-- YOUR GOAL --
Write out the data exactly from its first line onward, ending with the line in which "Result<Json<HealthReport>, (StatusCode, Json<HealthReport>)>" appears.

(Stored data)
use axum::{Json, extract::State, http::StatusCode};
use serde::Serialize;
use tracing::error;

use crate::app::AppState;

#[derive(Debug, Serialize)]
#[serde(rename_all = "snake_case")]
pub(crate) struct HealthReport {
    status: &'static str,
    #[serde(skip_serializing_if = "Option::is_none")]
    detail: Option<String>,
}

impl HealthReport {
    fn ready() -> Self {
        Self {
            status: "ready",
            detail: None,
        }
    }

    fn degraded(detail: impl Into<String>) -> Self {
        Self {
            status: "degraded",
            detail: Some(detail.into()),
        }
    }
}

/// Ready once the job store answers a query.
pub(crate) async fn ready(
    State(state): State<AppState>,
) -> Result<Json<HealthReport>, (StatusCode, Json<HealthReport>)> {
    state.telemetry().record_ready_probe();

    if let Err(error) = state.operator().job_stats().await {
        error!(%error, "job store readiness check failed");
        return Err((
            StatusCode::SERVICE_UNAVAILABLE,
            Json(HealthReport::degraded(format!("job_store: {error}"))),
        ));
    }

    Ok(Json(HealthReport::ready()))
}

pub(crate) async fn live(State(state): State<AppState>) -> Json<HealthReport> {
    state.telemetry().record_live_probe();
    Json(HealthReport {
        status: "live",
        detail: None,
    })
}
use axum::{Json, extract::State};
use serde::{Deserialize, Serialize};

use super::error::ApiError;
use crate::app::AppState;
use crate::jobs::BackgroundJob;
use crate::ranking::NoveltyConfig;

#[derive(Debug, Deserialize)]
pub(crate) struct SaveNovelty {
    #[serde(flatten)]
    config: NoveltyConfig,
    #[serde(default)]
    requested_by: Option<String>,
}

#[derive(Debug, Serialize)]
pub(crate) struct SavedNovelty {
    novelty_config: NoveltyConfig,
    /// Re-activation of the active weight config, if there is one.
    #[serde(skip_serializing_if = "Option::is_none")]
    job: Option<BackgroundJob>,
}

pub(crate) async fn get_config(
    State(state): State<AppState>,
) -> Result<Json<NoveltyConfig>, ApiError> {
    Ok(Json(state.operator().novelty_config().await?))
}

pub(crate) async fn save(
    State(state): State<AppState>,
    Json(request): Json<SaveNovelty>,
) -> Result<Json<SavedNovelty>, ApiError> {
    let (novelty_config, job) = state
        .operator()
        .save_novelty_config(request.config, request.requested_by)
        .await?;
    Ok(Json(SavedNovelty {
        novelty_config,
        job,
    }))
}
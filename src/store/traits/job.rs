//! JobStore trait - persisted job queue

use async_trait::async_trait;

use crate::jobs::{BackgroundJob, JobFilter, JobId, JobStats, JobStatus, JobUpdate, NewJob};
use crate::store::StoreError;

/// Persisted queue of `BackgroundJob` rows. Side effects stay inside the job table.
#[async_trait]
pub trait JobStore: Send + Sync {
    /// Inserts a `pending` job.
    async fn enqueue(&self, job: NewJob) -> Result<BackgroundJob, StoreError>;

    async fn get(&self, id: JobId) -> Result<BackgroundJob, StoreError>;

    async fn list(&self, filter: &JobFilter) -> Result<Vec<BackgroundJob>, StoreError>;

    /// Compare-and-set on the current status.
    ///
    /// Fails with `InvalidTransition` for an illegal edge, `Conflict` when the row is no
    /// longer in `from`, `NotFound` when it does not exist. Timestamps follow `to`.
    async fn transition(
        &self,
        id: JobId,
        from: JobStatus,
        to: JobStatus,
        update: JobUpdate,
    ) -> Result<BackgroundJob, StoreError>;

    /// Writes progress (and total when given) on a `running` job.
    ///
    /// Returns `false` when the job is no longer running.
    async fn record_progress(
        &self,
        id: JobId,
        progress: i64,
        total: Option<i64>,
    ) -> Result<bool, StoreError>;

    /// Atomically moves the oldest `pending` job to `running`, provided none is running.
    async fn claim_next_pending(&self) -> Result<Option<BackgroundJob>, StoreError>;

    async fn stats(&self) -> Result<JobStats, StoreError>;

    /// Jobs dispatched before this one, or `None` unless it is pending.
    async fn queue_position(&self, id: JobId) -> Result<Option<i64>, StoreError>;
}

-- ANSWER TO THE EXERCISE --
use axum::{Json, extract::State, http::StatusCode};
use serde::Serialize;
use tracing::error;

use crate::app::AppState;

#[derive(Debug, Serialize)]
#[serde(rename_all = "snake_case")]
pub(crate) struct HealthReport {
    status: &'static str,
    #[serde(skip_serializing_if = "Option::is_none")]
    detail: Option<String>,
}

impl HealthReport {
    fn ready() -> Self {
        Self {
            status: "ready",
            detail: None,
        }
    }

    fn degraded(detail: impl Into<String>) -> Self {
        Self {
            status: "degraded",
            detail: Some(detail.into()),
        }
    }
}

/// Ready once the job store answers a query.
pub(crate) async fn ready(
    State(state): State<AppState>,
) -> Result<Json<HealthReport>, (StatusCode, Json<HealthReport>)> {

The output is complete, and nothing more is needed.